A diferencia de las tripulaciones de misiones lunares anteriores, a nosotros no nos pusieron en cuarentena porque los doctores habían decidido que no había riesgo de que regresáramos con gérmenes lunares. Casi habría deseado la cuarentena porque hubiéramos podido continuar con los interrogatorios sin ninguna distracción.

El caso es que iba a trabajar, estaba todo el día en interrogatorios y cuando llegaba a casa por la noche siempre pasaba algo. Muchas de las personas que vivían en mi complejo de departamentos pasaban a visitarme para tomar algo y charlar. Solo querían estar cerca de alguien que había regresado de la Luna. Siempre he sido sociable y disfruto de su compañía, pero tarde o temprano, todas las noches, tenía que echarlos de casa.

Entonces me sentaba en la sala y apagaba todas las luces, pero no tenía sueño.
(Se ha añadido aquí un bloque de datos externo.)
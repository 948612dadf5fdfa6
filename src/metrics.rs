//! Run counters for the harvest pipeline.
//!
//! Per-run accounting of item outcomes and run duration.

use serde::{Deserialize, Serialize};
use std::time::{Duration, Instant};

/// Outcome categories tracked while a run iterates over its items.
#[derive(Debug, Clone, Copy, PartialEq, Eq, Hash, Serialize, Deserialize)]
#[serde(rename_all = "snake_case")]
pub enum ItemEvent {
    Succeeded,
    Failed,
    InteractionRetry,
    RecoveryFailed,
    CaptureSaved,
    CaptureFailed,
}

/// Aggregated counters for one harvest run.
#[derive(Debug, Default, Clone, Serialize, Deserialize, PartialEq, Eq)]
pub struct HarvestMetrics {
    pub items_resolved: u64,
    pub items_succeeded: u64,
    pub items_failed: u64,
    pub interaction_retries: u64,
    pub recoveries_failed: u64,
    pub captures_saved: u64,
    pub captures_failed: u64,
    pub elapsed_ms: u64,
}

impl HarvestMetrics {
    /// Count a single item-level event.
    pub fn record(&mut self, event: ItemEvent) {
        match event {
            ItemEvent::Succeeded => self.items_succeeded += 1,
            ItemEvent::Failed => self.items_failed += 1,
            ItemEvent::InteractionRetry => self.interaction_retries += 1,
            ItemEvent::RecoveryFailed => self.recoveries_failed += 1,
            ItemEvent::CaptureSaved => self.captures_saved += 1,
            ItemEvent::CaptureFailed => self.captures_failed += 1,
        }
    }

    pub fn set_resolved(&mut self, count: usize) {
        self.items_resolved = count as u64;
    }

    /// Stamp the run duration and return it.
    pub fn finish(&mut self, started: Instant) -> Duration {
        let elapsed = started.elapsed();
        self.elapsed_ms = u64::try_from(elapsed.as_millis()).unwrap_or(u64::MAX);
        elapsed
    }
}
//! Scripted in-memory browsing session shared by the integration tests.

#![allow(dead_code)]

use std::collections::HashMap;
use std::path::{Path, PathBuf};
use std::sync::{Arc, Mutex};
use std::time::Duration;

use async_trait::async_trait;
use listing_harvester::logging::{HarvestLogRecord, HarvestLogger, LogCallback, LogLevel};
use listing_harvester::{BrowsingSession, ReleaseOutcome, SessionError, SessionProvider, WaitUntil};
use tokio::sync::Notify;

pub const LISTING_URL: &str = "https://news.example.com/";

#[derive(Debug, Clone, PartialEq)]
enum Location {
    Blank,
    Listing,
    Detail(String),
}

#[derive(Debug, Clone, Default)]
struct DetailPage {
    html: String,
    subsections_hidden: bool,
    content_delay: Option<Duration>,
}

/// One recorded session call.
#[derive(Debug, Clone, PartialEq)]
pub enum Call {
    Goto(String, WaitUntil),
    Click(String),
    Back,
    Capture(PathBuf),
}

pub struct ScriptedSession {
    listing_html: String,
    details: HashMap<String, DetailPage>,
    click_failures: Mutex<HashMap<String, u32>>,
    fail_goto: bool,
    location: Mutex<Location>,
    navigated: Notify,
    calls: Mutex<Vec<Call>>,
}

pub fn locator(index: usize) -> String {
    format!("div.i1 > div.d4:nth-child({index}) > .dh")
}

pub fn detail_html(index: usize) -> String {
    format!(
        r#"<html><body><h1>Post {index}</h1>
        <article><h2>Section {index}</h2><p>Body {index}</p><img src="x.png"><p>more</p></article>
        </body></html>"#
    )
}

impl ScriptedSession {
    /// Listing with `entries` entries, each leading to a healthy detail page.
    pub fn listing(entries: usize) -> Self {
        let items: String = (1..=entries)
            .map(|i| format!(r#"<div class="d4"><a class="dh" href="/p/{i}">Post {i}</a></div>"#))
            .collect();
        let listing_html = format!(r#"<html><body><div class="i1">{items}</div></body></html>"#);
        let details = (1..=entries)
            .map(|i| {
                (
                    locator(i),
                    DetailPage {
                        html: detail_html(i),
                        ..Default::default()
                    },
                )
            })
            .collect();
        Self::from_parts(listing_html, details)
    }

    /// Listing page without the entry container.
    pub fn without_container() -> Self {
        Self::from_parts(
            "<html><body><main><p>Nothing to see</p></main></body></html>".to_string(),
            HashMap::new(),
        )
    }

    fn from_parts(listing_html: String, details: HashMap<String, DetailPage>) -> Self {
        Self {
            listing_html,
            details,
            click_failures: Mutex::new(HashMap::new()),
            fail_goto: false,
            location: Mutex::new(Location::Blank),
            navigated: Notify::new(),
            calls: Mutex::new(Vec::new()),
        }
    }

    pub fn failing_navigation(mut self) -> Self {
        self.fail_goto = true;
        self
    }

    /// Item `index` never shows a subsection heading.
    pub fn with_readiness_stall(mut self, index: usize) -> Self {
        if let Some(page) = self.details.get_mut(&locator(index)) {
            page.subsections_hidden = true;
        }
        self
    }

    /// Snapshotting item `index` takes `delay`.
    pub fn with_content_delay(mut self, index: usize, delay: Duration) -> Self {
        if let Some(page) = self.details.get_mut(&locator(index)) {
            page.content_delay = Some(delay);
        }
        self
    }

    /// The first `failures` clicks on item `index` fail.
    pub fn with_click_failures(self, index: usize, failures: u32) -> Self {
        self.click_failures
            .lock()
            .unwrap()
            .insert(locator(index), failures);
        self
    }

    pub fn with_detail(mut self, index: usize, html: &str) -> Self {
        if let Some(page) = self.details.get_mut(&locator(index)) {
            page.html = html.to_string();
        }
        self
    }

    pub fn calls(&self) -> Vec<Call> {
        self.calls.lock().unwrap().clone()
    }

    pub fn clicks_on(&self, index: usize) -> usize {
        let target = locator(index);
        self.calls()
            .iter()
            .filter(|call| matches!(call, Call::Click(sel) if *sel == target))
            .count()
    }

    fn record(&self, call: Call) {
        self.calls.lock().unwrap().push(call);
    }

    fn location(&self) -> Location {
        self.location.lock().unwrap().clone()
    }

    fn move_to(&self, location: Location) {
        *self.location.lock().unwrap() = location;
        self.navigated.notify_one();
    }
}

#[async_trait]
impl BrowsingSession for ScriptedSession {
    async fn goto(&self, url: &str, wait_until: WaitUntil) -> Result<(), SessionError> {
        self.record(Call::Goto(url.to_string(), wait_until));
        if self.fail_goto {
            return Err(SessionError::Navigation {
                url: url.to_string(),
                reason: "net::ERR_NAME_NOT_RESOLVED".to_string(),
            });
        }
        *self.location.lock().unwrap() = Location::Listing;
        Ok(())
    }

    async fn wait_for_navigation(&self) -> Result<(), SessionError> {
        self.navigated.notified().await;
        Ok(())
    }

    async fn click(&self, selector: &str) -> Result<(), SessionError> {
        self.record(Call::Click(selector.to_string()));
        if self.location() != Location::Listing || !self.details.contains_key(selector) {
            return Err(SessionError::ElementNotFound(selector.to_string()));
        }
        {
            let mut failures = self.click_failures.lock().unwrap();
            if let Some(remaining) = failures.get_mut(selector) {
                if *remaining > 0 {
                    *remaining -= 1;
                    return Err(SessionError::Message("element is detached".to_string()));
                }
            }
        }
        self.move_to(Location::Detail(selector.to_string()));
        Ok(())
    }

    async fn go_back(&self) -> Result<(), SessionError> {
        self.record(Call::Back);
        match self.location() {
            Location::Detail(_) => {
                self.move_to(Location::Listing);
                Ok(())
            }
            _ => Err(SessionError::Message("no history entry".to_string())),
        }
    }

    async fn is_visible(&self, selector: &str) -> Result<bool, SessionError> {
        Ok(match self.location() {
            Location::Blank => false,
            Location::Listing => self.details.contains_key(selector),
            Location::Detail(current) => match selector {
                "h1" => true,
                "h2, h3" => self
                    .details
                    .get(&current)
                    .is_some_and(|page| !page.subsections_hidden),
                _ => false,
            },
        })
    }

    async fn content(&self) -> Result<String, SessionError> {
        match self.location() {
            Location::Blank => Ok("<html><body></body></html>".to_string()),
            Location::Listing => Ok(self.listing_html.clone()),
            Location::Detail(current) => {
                let page = self.details.get(&current).cloned().unwrap_or_default();
                if let Some(delay) = page.content_delay {
                    tokio::time::sleep(delay).await;
                }
                Ok(page.html)
            }
        }
    }

    async fn capture(&self, path: &Path) -> Result<(), SessionError> {
        self.record(Call::Capture(path.to_path_buf()));
        Ok(())
    }
}

type Factory = Box<dyn Fn() -> ScriptedSession + Send + Sync>;

/// Provider handing out a fresh scripted session per acquire.
pub struct ScriptedProvider {
    factory: Factory,
    pub releases: Mutex<Vec<ReleaseOutcome>>,
    pub released: Mutex<Vec<ScriptedSession>>,
}

impl ScriptedProvider {
    pub fn new(factory: impl Fn() -> ScriptedSession + Send + Sync + 'static) -> Self {
        Self {
            factory: Box::new(factory),
            releases: Mutex::new(Vec::new()),
            released: Mutex::new(Vec::new()),
        }
    }

    pub fn releases(&self) -> Vec<ReleaseOutcome> {
        self.releases.lock().unwrap().clone()
    }
}

#[async_trait]
impl SessionProvider for ScriptedProvider {
    type Session = ScriptedSession;

    async fn acquire(&self) -> Result<ScriptedSession, SessionError> {
        Ok((self.factory)())
    }

    async fn release(&self, session: ScriptedSession, outcome: ReleaseOutcome) {
        self.releases.lock().unwrap().push(outcome);
        self.released.lock().unwrap().push(session);
    }
}

/// Logger that keeps every record for inspection.
pub fn capturing_logger() -> (Arc<HarvestLogger>, Arc<Mutex<Vec<HarvestLogRecord>>>) {
    let records = Arc::new(Mutex::new(Vec::new()));
    let sink = Arc::clone(&records);
    let callback: LogCallback = Arc::new(move |record| {
        sink.lock().unwrap().push(record.clone());
    });
    let mut logger = HarvestLogger::new(LogLevel::Debug);
    logger.set_external_logger(Some(callback));
    (Arc::new(logger), records)
}

pub fn quiet_logger() -> Arc<HarvestLogger> {
    Arc::new(HarvestLogger::new(LogLevel::Error))
}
Estaba demasiado cansado. Al final dormía unas cinco horas, me costaba mucho despertar y volvía a los interrogatorios un día tras otro.

[…] Aunque hablaba del vuelo todos los días en la oficina, la misión comenzó a adquirir un aire de irrealidad. Era como si de niño hubiera ido al cine de mi padre y me hubiera sumergido por completo en una película, olvidándome que afuera había otro mundo. Ahora la película había terminado y me encontraba afuera, en la calle, con autos y personas pasando, de regreso en el mundo real. El vuelo a la Luna fue un episodio en mi vida que se sintió totalmente fuera de contexto; no sabía cómo registrarlo en mi mente.

En las noches me sentaba en la sala muy despierto. Había calma y paz, pero mi cerebro seguía a toda velocidad. Entonces tomaba unos viejos blocs de notas manchados de café y me ponía a escribir mis impresiones del vuelo, aún muy vivas. Al contrario de los interrogatorios técnicos, revivía el vuelo con emociones y recuerdos visuales. Las palabras fluían con libertad y facilidad, y después de dejarlas descansar por un tiempo me di cuenta que había escrito algo que podría describirse mejor como poesía.

Durante años no hice nada con esos papeles. Pero cuando se los mencioné a unos amigos en un grupo de poesía de Houston, se entusiasmaron con la idea de que fueran los primeros poemas escritos por alguien que había viajado a la Luna. Dijeron que debía publicarlos. Dejé los poemas en un cajón unos años más, pero al final los publiqué en un libro llamado Hello Earth: Greetings from Endeavour.



Al Worden (Jackson, 1932 – Sugar Land, 2020) fue seleccionado por la NASA en 1966. En 1971 realizó su único viaje al espacio, como piloto del módulo de mando del Apolo 15, que aterrizó en la Luna. A su regreso, continuó trabajando en la NASA y transmitiendo su conocimiento a niños y adultos en programas televisivos y escritos.